● **Task details**: Every line below that holds the string "SessionDescription" should be copied.
┌──
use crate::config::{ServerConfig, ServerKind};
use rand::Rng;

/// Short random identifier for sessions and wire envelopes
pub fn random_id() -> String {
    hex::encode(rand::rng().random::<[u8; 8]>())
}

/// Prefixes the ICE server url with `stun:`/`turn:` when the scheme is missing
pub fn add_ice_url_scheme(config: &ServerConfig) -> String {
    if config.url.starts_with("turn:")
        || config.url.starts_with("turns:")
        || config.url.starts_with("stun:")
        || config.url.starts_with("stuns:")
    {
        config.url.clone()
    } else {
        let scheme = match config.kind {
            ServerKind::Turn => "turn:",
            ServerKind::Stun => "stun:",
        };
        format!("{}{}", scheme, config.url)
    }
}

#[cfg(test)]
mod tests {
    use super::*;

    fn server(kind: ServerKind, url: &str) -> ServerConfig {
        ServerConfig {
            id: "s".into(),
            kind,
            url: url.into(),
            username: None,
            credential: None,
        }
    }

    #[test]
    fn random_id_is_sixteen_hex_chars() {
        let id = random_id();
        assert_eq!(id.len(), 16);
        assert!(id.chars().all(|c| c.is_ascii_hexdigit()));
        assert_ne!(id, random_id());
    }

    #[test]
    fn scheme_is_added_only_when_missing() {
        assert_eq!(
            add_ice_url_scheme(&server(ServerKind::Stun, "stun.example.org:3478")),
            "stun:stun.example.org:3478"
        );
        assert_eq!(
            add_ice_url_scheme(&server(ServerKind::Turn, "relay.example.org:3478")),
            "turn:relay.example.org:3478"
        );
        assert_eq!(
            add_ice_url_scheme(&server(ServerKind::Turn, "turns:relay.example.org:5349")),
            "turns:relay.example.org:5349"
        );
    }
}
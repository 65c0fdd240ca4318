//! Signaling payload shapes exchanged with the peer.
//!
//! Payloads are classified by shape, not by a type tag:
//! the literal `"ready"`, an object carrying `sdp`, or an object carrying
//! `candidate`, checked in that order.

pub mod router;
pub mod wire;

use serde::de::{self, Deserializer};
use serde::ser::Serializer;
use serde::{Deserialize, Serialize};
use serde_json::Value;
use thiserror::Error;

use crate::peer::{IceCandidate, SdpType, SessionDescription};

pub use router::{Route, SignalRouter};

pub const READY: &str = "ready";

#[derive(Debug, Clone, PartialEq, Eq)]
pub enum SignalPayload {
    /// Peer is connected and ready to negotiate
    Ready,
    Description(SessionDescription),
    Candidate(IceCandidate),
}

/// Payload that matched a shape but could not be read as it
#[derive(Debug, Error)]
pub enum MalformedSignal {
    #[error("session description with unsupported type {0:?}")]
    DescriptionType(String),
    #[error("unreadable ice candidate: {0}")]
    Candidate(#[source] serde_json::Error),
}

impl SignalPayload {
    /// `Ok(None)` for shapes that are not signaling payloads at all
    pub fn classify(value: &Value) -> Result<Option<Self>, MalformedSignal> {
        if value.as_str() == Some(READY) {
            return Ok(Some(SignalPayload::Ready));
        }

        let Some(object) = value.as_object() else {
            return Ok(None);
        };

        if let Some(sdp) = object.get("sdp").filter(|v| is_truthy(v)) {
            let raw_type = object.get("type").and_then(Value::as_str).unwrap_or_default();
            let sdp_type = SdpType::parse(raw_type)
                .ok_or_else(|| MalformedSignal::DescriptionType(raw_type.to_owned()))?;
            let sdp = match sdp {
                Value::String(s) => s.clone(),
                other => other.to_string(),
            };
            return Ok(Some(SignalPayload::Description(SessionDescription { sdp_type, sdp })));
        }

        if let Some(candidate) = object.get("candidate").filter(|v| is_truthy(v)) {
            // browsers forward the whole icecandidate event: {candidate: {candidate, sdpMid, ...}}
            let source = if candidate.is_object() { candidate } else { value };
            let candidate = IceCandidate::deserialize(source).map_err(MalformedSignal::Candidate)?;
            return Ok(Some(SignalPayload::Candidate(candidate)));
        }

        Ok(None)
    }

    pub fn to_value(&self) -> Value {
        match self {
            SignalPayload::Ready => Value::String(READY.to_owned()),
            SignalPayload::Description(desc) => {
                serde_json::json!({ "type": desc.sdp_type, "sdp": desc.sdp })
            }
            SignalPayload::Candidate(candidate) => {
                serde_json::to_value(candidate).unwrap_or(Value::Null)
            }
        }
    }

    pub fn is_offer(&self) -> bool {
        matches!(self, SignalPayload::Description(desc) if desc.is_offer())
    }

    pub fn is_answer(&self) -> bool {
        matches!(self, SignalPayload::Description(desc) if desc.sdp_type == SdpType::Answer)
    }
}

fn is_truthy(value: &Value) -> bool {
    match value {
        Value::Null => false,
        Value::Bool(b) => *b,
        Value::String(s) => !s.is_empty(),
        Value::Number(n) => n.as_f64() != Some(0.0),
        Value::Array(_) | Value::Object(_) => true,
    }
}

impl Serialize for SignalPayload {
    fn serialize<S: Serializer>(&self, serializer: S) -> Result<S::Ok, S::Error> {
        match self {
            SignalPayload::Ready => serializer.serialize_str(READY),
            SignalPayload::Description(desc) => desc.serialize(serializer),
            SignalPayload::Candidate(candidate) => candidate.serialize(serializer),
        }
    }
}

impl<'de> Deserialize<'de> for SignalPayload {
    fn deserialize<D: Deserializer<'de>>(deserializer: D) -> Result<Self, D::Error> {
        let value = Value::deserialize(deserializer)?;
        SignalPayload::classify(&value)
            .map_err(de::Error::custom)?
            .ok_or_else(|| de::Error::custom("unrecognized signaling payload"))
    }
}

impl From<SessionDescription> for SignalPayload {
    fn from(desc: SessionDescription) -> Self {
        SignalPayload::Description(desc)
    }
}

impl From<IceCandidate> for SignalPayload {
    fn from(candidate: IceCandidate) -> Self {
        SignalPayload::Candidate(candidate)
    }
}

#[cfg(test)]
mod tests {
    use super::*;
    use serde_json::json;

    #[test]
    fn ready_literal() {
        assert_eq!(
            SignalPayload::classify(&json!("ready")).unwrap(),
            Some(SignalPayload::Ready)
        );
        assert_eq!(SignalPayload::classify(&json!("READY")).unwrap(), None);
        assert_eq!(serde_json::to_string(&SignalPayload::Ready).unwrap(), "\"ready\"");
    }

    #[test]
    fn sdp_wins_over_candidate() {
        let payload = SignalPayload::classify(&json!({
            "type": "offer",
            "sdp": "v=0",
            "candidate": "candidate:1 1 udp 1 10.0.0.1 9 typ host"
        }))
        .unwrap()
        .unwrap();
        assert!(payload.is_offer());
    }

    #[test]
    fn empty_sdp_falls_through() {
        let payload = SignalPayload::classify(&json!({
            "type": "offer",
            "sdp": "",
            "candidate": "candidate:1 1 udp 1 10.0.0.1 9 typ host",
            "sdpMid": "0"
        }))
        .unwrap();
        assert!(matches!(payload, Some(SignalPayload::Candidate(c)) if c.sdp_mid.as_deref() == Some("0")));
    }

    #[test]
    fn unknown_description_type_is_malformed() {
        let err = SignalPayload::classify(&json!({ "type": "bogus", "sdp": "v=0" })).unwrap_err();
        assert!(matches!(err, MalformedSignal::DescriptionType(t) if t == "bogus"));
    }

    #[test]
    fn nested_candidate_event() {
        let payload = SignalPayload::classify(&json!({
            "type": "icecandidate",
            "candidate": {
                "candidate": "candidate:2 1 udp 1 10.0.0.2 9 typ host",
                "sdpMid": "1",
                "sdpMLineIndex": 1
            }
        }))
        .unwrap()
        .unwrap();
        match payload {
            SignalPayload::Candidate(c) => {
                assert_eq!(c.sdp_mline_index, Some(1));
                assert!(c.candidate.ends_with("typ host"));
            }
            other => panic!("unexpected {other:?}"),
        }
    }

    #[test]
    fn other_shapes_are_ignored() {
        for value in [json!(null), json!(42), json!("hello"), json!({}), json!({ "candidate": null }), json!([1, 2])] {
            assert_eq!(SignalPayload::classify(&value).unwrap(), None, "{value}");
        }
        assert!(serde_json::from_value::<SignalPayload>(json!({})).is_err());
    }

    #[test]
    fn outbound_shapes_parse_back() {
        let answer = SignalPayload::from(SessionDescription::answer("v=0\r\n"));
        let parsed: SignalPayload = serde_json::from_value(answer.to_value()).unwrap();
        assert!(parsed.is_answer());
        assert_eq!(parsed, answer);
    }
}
└──
● **Answer**:
use crate::peer::{IceCandidate, SdpType, SessionDescription};
    Description(SessionDescription),
            return Ok(Some(SignalPayload::Description(SessionDescription { sdp_type, sdp })));
impl From<SessionDescription> for SignalPayload {
    fn from(desc: SessionDescription) -> Self {
        let answer = SignalPayload::from(SessionDescription::answer("v=0\r\n"));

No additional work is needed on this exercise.